• DATA SUPPLIED
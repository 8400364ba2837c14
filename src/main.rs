use anyhow::{Context, Result as AnyhowResult};
use clap::Parser;
use crossterm::event::KeyEvent;
use graphpad::app::{AppState, Collaborators, TabLifecycleController, TabSlot, UiEvent};
use graphpad::config::{Config, DirectoryContext};
use graphpad::input::keybindings::{parse_key, parse_modifiers};
use graphpad::logging;
use graphpad::services::chooser::QueuedChooser;
use graphpad::services::engine::{EngineDispatcher, OutlineEngine, DEFAULT_ENGINE_TIMEOUT};
use graphpad::services::fs::LocalFileSystem;
use graphpad::services::surface::HeadlessSurfaceFactory;
use graphpad::view::save_dialog::SaveChoice;
use graphpad::view::tabs::render_strip;
use std::io::{self, BufRead, Write};
use std::path::{Path, PathBuf};
use std::sync::Arc;
use std::time::{Duration, Instant};

/// Tabbed document sessions for RDF/Turtle files.
///
/// Reads a command script from stdin, one command per line (`help` lists
/// them), and drives headless editing surfaces with it.
#[derive(Parser, Debug)]
#[command(name = "graphpad")]
#[command(about = "Tabbed document sessions for RDF/Turtle files", long_about = None)]
#[command(version)]
struct Args {
    /// Files to open
    #[arg(value_name = "FILES")]
    files: Vec<PathBuf>,

    /// Path to configuration file
    #[arg(long, value_name = "PATH")]
    config: Option<PathBuf>,

    /// Path to log file (default: graphpad.log in the data directory)
    #[arg(long, value_name = "PATH")]
    log_file: Option<PathBuf>,

    /// Print the effective configuration as JSON and exit
    #[arg(long)]
    dump_config: bool,

    /// Print the JSON Schema of the configuration file and exit
    #[arg(long)]
    dump_schema: bool,
}

const HELP: &str = "\
commands:
  open [PATH]          open a file (no path: ask the chooser)
  new                  new untitled tab
  type TEXT            type at the end of the selected tab (JSON string literals allowed)
  replace TEXT         replace the selected tab's text as the user
  save                 save the selected tab
  choose PATH|cancel   queue an answer for the next file chooser
  close                close the selected tab
  answer s|d|c         answer the open save confirmation
  key KEY              press a key, e.g. ctrl+s, ctrl+pagedown, f5, esc
  select N|+           select tab N (1-based) or the + marker
  next | prev          cycle tabs
  rule NAME            toggle an engine rule
  run                  run the engine on the selected tab
  wait                 wait for engine results
  show                 print the selected tab's text
  list                 print the tab strip
  quit                 quit (asks about unsaved changes)";

struct Driver {
    controller: TabLifecycleController,
    surfaces: HeadlessSurfaceFactory,
    chooser: QueuedChooser,
}

/// The config to run with, plus a warning when a broken user config was skipped.
///
/// Runs before logging is set up, so the warning is also printed to stderr.
fn load_config(
    args: &Args,
    dir_context: &DirectoryContext,
) -> AnyhowResult<(Config, Option<String>)> {
    match &args.config {
        Some(path) => Config::load_from_file(path)
            .map(|config| (config, None))
            .with_context(|| format!("Failed to load config from {}", path.display())),
        None => match Config::load_user_config(dir_context) {
            Ok(config) => Ok((config, None)),
            Err(e) => {
                let warning = format!(
                    "ignoring config {}: {}",
                    dir_context.config_path().display(),
                    e
                );
                eprintln!("warning: {warning}");
                Ok((Config::default(), Some(warning)))
            }
        },
    }
}

fn main() -> AnyhowResult<()> {
    let args = Args::parse();

    if args.dump_schema {
        let schema = serde_json::to_string_pretty(&Config::json_schema())?;
        println!("{schema}");
        return Ok(());
    }

    let dir_context =
        DirectoryContext::from_system().context("Failed to determine user directories")?;
    let (config, config_warning) = load_config(&args, &dir_context)?;

    if args.dump_config {
        println!("{}", serde_json::to_string_pretty(&config)?);
        return Ok(());
    }

    let log_file = args
        .log_file
        .clone()
        .or_else(|| config.logging.file.clone())
        .unwrap_or_else(|| dir_context.log_path());
    logging::init_tracing(Some(&log_file), &config.logging.filter)?;
    tracing::info!(log_file = %log_file.display(), "graphpad starting");
    if let Some(warning) = &config_warning {
        tracing::warn!("{}", warning);
    }

    let surfaces = HeadlessSurfaceFactory::new();
    let cwd = std::env::current_dir().context("Failed to read current directory")?;
    let chooser = QueuedChooser::new().with_base_dir(cwd);
    let engine = EngineDispatcher::new(Arc::new(OutlineEngine))?;

    let controller = TabLifecycleController::new(
        AppState::new(config),
        Collaborators {
            surfaces: Box::new(surfaces.clone()),
            fs: Box::new(LocalFileSystem),
            chooser: Box::new(chooser.clone()),
            engine: Some(engine),
        },
    );
    let mut driver = Driver {
        controller,
        surfaces,
        chooser,
    };

    let stdout = io::stdout();
    let mut out = stdout.lock();

    for file in &args.files {
        if let Err(e) = driver.controller.open_file(file) {
            writeln!(out, "error: {e}")?;
        }
    }
    driver.flush(&mut out)?;

    let stdin = io::stdin();
    for line in stdin.lock().lines() {
        let line = line.context("Failed to read command")?;
        let line = line.trim();
        if line.is_empty() || line.starts_with('#') {
            continue;
        }
        if let Err(e) = driver.execute(line, &mut out) {
            writeln!(out, "error: {e:#}")?;
        }
        driver.flush(&mut out)?;
        if driver.controller.is_quit_requested() {
            break;
        }
    }

    tracing::info!("graphpad exiting");
    Ok(())
}

impl Driver {
    fn execute(&mut self, line: &str, out: &mut impl Write) -> AnyhowResult<()> {
        let (command, rest) = match line.split_once(char::is_whitespace) {
            Some((command, rest)) => (command, rest.trim()),
            None => (line, ""),
        };
        tracing::debug!(command, "script command");

        match command {
            "open" if rest.is_empty() => {
                self.controller.open_with_chooser()?;
            }
            "open" => {
                self.controller.open_file(Path::new(rest))?;
            }
            "new" => {
                self.controller.new_tab()?;
            }
            "type" | "replace" => {
                // Let the surface finish initializing first
                self.controller.pump();
                let text = script_text(rest)?;
                let tab = self
                    .controller
                    .registry()
                    .selected_tab()
                    .context("no document tab selected")?;
                let surface = self
                    .controller
                    .session(tab)
                    .context("selected tab has no session")?
                    .bridge()
                    .id();
                let handle = self
                    .surfaces
                    .handle(surface)
                    .context("selected tab has no surface")?;
                if command == "type" {
                    handle.type_text(&text);
                } else {
                    handle.replace_text(&text);
                }
            }
            "save" => {
                self.controller.save_current()?;
            }
            "choose" if rest == "cancel" => self.chooser.push_cancel(),
            "choose" => self.chooser.push_answer(rest),
            "close" => {
                self.controller.close_current()?;
            }
            "answer" => {
                self.controller.resolve_confirmation(SaveChoice::parse(rest))?;
            }
            "key" => {
                let key = parse_key_spec(rest).with_context(|| format!("unknown key `{rest}`"))?;
                if !self.controller.handle_key(&key)? {
                    writeln!(out, "key {rest} is not bound")?;
                }
            }
            "select" if rest == "+" => {
                self.controller.select(TabSlot::AddTab)?;
            }
            "select" => {
                let index: usize = rest.parse().context("expected a tab number")?;
                let tab = index
                    .checked_sub(1)
                    .and_then(|i| self.controller.registry().ids().get(i).copied())
                    .with_context(|| format!("no tab {index}"))?;
                self.controller.select(TabSlot::Document(tab))?;
            }
            "next" => {
                self.controller.next_tab();
            }
            "prev" => {
                self.controller.prev_tab();
            }
            "rule" => {
                let enabled = self.controller.state_mut().toggle_rule(rest);
                writeln!(out, "rule {rest}: {}", if enabled { "on" } else { "off" })?;
            }
            "run" => {
                self.controller.run_current()?;
            }
            "wait" => self.wait_for_engine(out)?,
            "show" => {
                let tab = self
                    .controller
                    .registry()
                    .selected_tab()
                    .context("no document tab selected")?;
                if let Some(session) = self.controller.session(tab) {
                    writeln!(out, "{}", session.content())?;
                }
            }
            "list" => {
                writeln!(out, "{}", render_strip(&self.controller.tab_labels()))?;
            }
            "quit" => {
                self.controller.request_quit()?;
            }
            "help" => writeln!(out, "{HELP}")?,
            other => anyhow::bail!("unknown command `{other}` (try `help`)"),
        }
        Ok(())
    }

    fn wait_for_engine(&mut self, out: &mut impl Write) -> AnyhowResult<()> {
        // Runs that overrun report a timeout failure, so this only trips on a stuck runtime
        let deadline = Instant::now() + DEFAULT_ENGINE_TIMEOUT + Duration::from_secs(5);
        while self.controller.pending_engine_jobs() > 0 {
            if Instant::now() > deadline {
                anyhow::bail!("engine did not finish in time");
            }
            std::thread::sleep(Duration::from_millis(10));
            self.flush(out)?;
        }
        Ok(())
    }

    /// Pump pending messages and print what changed
    fn flush(&mut self, out: &mut impl Write) -> AnyhowResult<()> {
        self.controller.pump();
        for event in self.controller.drain_events() {
            writeln!(out, "{}", describe(&self.controller, &event))?;
        }
        Ok(())
    }
}

/// Bare text, or a JSON string literal for text with escapes
fn script_text(rest: &str) -> AnyhowResult<String> {
    if rest.starts_with('"') {
        serde_json::from_str(rest).context("invalid string literal")
    } else {
        Ok(rest.to_string())
    }
}

/// "ctrl+shift+s" style key description
fn parse_key_spec(spec: &str) -> Option<KeyEvent> {
    let mut parts: Vec<&str> = spec.split('+').collect();
    // "ctrl++" style specs are not supported; the last part is the key
    let key = parts.pop()?;
    let modifiers: Vec<String> = parts.iter().map(|m| m.to_string()).collect();
    Some(KeyEvent::new(parse_key(key)?, parse_modifiers(&modifiers)))
}

fn describe(controller: &TabLifecycleController, event: &UiEvent) -> String {
    match event {
        UiEvent::TabOpened { tab, title } => format!("opened {tab}: {title}"),
        UiEvent::TabSelected(TabSlot::Document(tab)) => {
            format!("selected {tab}: {}", controller.title(*tab).unwrap_or("?"))
        }
        UiEvent::TabSelected(TabSlot::AddTab) => "selected +".to_string(),
        UiEvent::TabRemoved(tab) => format!("closed {tab}"),
        UiEvent::TitleChanged { tab, title } => format!("renamed {tab}: {title}"),
        UiEvent::ModifiedChanged { tab, modified } => {
            format!("{tab} {}", if *modified { "modified" } else { "saved" })
        }
        UiEvent::ConfirmationRequested { message } => format!("confirm: {message}"),
        UiEvent::Notification(message) => format!("note: {message}"),
        UiEvent::EngineFinished {
            tab,
            job_id,
            result: Ok(report),
        } => {
            let mut text = format!("engine job {job_id} on {tab}:\n{}", report.output);
            for diagnostic in &report.diagnostics {
                text.push_str(&format!(
                    "\n  line {} {:?}: {}",
                    diagnostic.line, diagnostic.severity, diagnostic.message
                ));
            }
            text
        }
        UiEvent::EngineFinished {
            tab,
            job_id,
            result: Err(error),
        } => format!("engine job {job_id} on {tab} failed: {error}"),
        UiEvent::QuitRequested => "quit".to_string(),
    }
}
// Library interface for the graphpad tab session core
// This allows tests and embedding UIs to drive the controller directly

pub mod app;
pub mod config;
pub mod input;
pub mod logging;
pub mod model;
pub mod services;
pub mod view;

• ASSIGNMENT
Starting at the top of the data above, repeat every line exactly until the line containing "new untitled tab" has been given, then stop.

• ANSWER TO THIS TASK
repository 8400364ba2837c14
filename src/main.rs
use anyhow::{Context, Result as AnyhowResult};
use clap::Parser;
use crossterm::event::KeyEvent;
use graphpad::app::{AppState, Collaborators, TabLifecycleController, TabSlot, UiEvent};
use graphpad::config::{Config, DirectoryContext};
use graphpad::input::keybindings::{parse_key, parse_modifiers};
use graphpad::logging;
use graphpad::services::chooser::QueuedChooser;
use graphpad::services::engine::{EngineDispatcher, OutlineEngine, DEFAULT_ENGINE_TIMEOUT};
use graphpad::services::fs::LocalFileSystem;
use graphpad::services::surface::HeadlessSurfaceFactory;
use graphpad::view::save_dialog::SaveChoice;
use graphpad::view::tabs::render_strip;
use std::io::{self, BufRead, Write};
use std::path::{Path, PathBuf};
use std::sync::Arc;
use std::time::{Duration, Instant};

/// Tabbed document sessions for RDF/Turtle files.
///
/// Reads a command script from stdin, one command per line (`help` lists
/// them), and drives headless editing surfaces with it.
#[derive(Parser, Debug)]
#[command(name = "graphpad")]
#[command(about = "Tabbed document sessions for RDF/Turtle files", long_about = None)]
#[command(version)]
struct Args {
    /// Files to open
    #[arg(value_name = "FILES")]
    files: Vec<PathBuf>,

    /// Path to configuration file
    #[arg(long, value_name = "PATH")]
    config: Option<PathBuf>,

    /// Path to log file (default: graphpad.log in the data directory)
    #[arg(long, value_name = "PATH")]
    log_file: Option<PathBuf>,

    /// Print the effective configuration as JSON and exit
    #[arg(long)]
    dump_config: bool,

    /// Print the JSON Schema of the configuration file and exit
    #[arg(long)]
    dump_schema: bool,
}

const HELP: &str = "\
commands:
  open [PATH]          open a file (no path: ask the chooser)
  new                  new untitled tab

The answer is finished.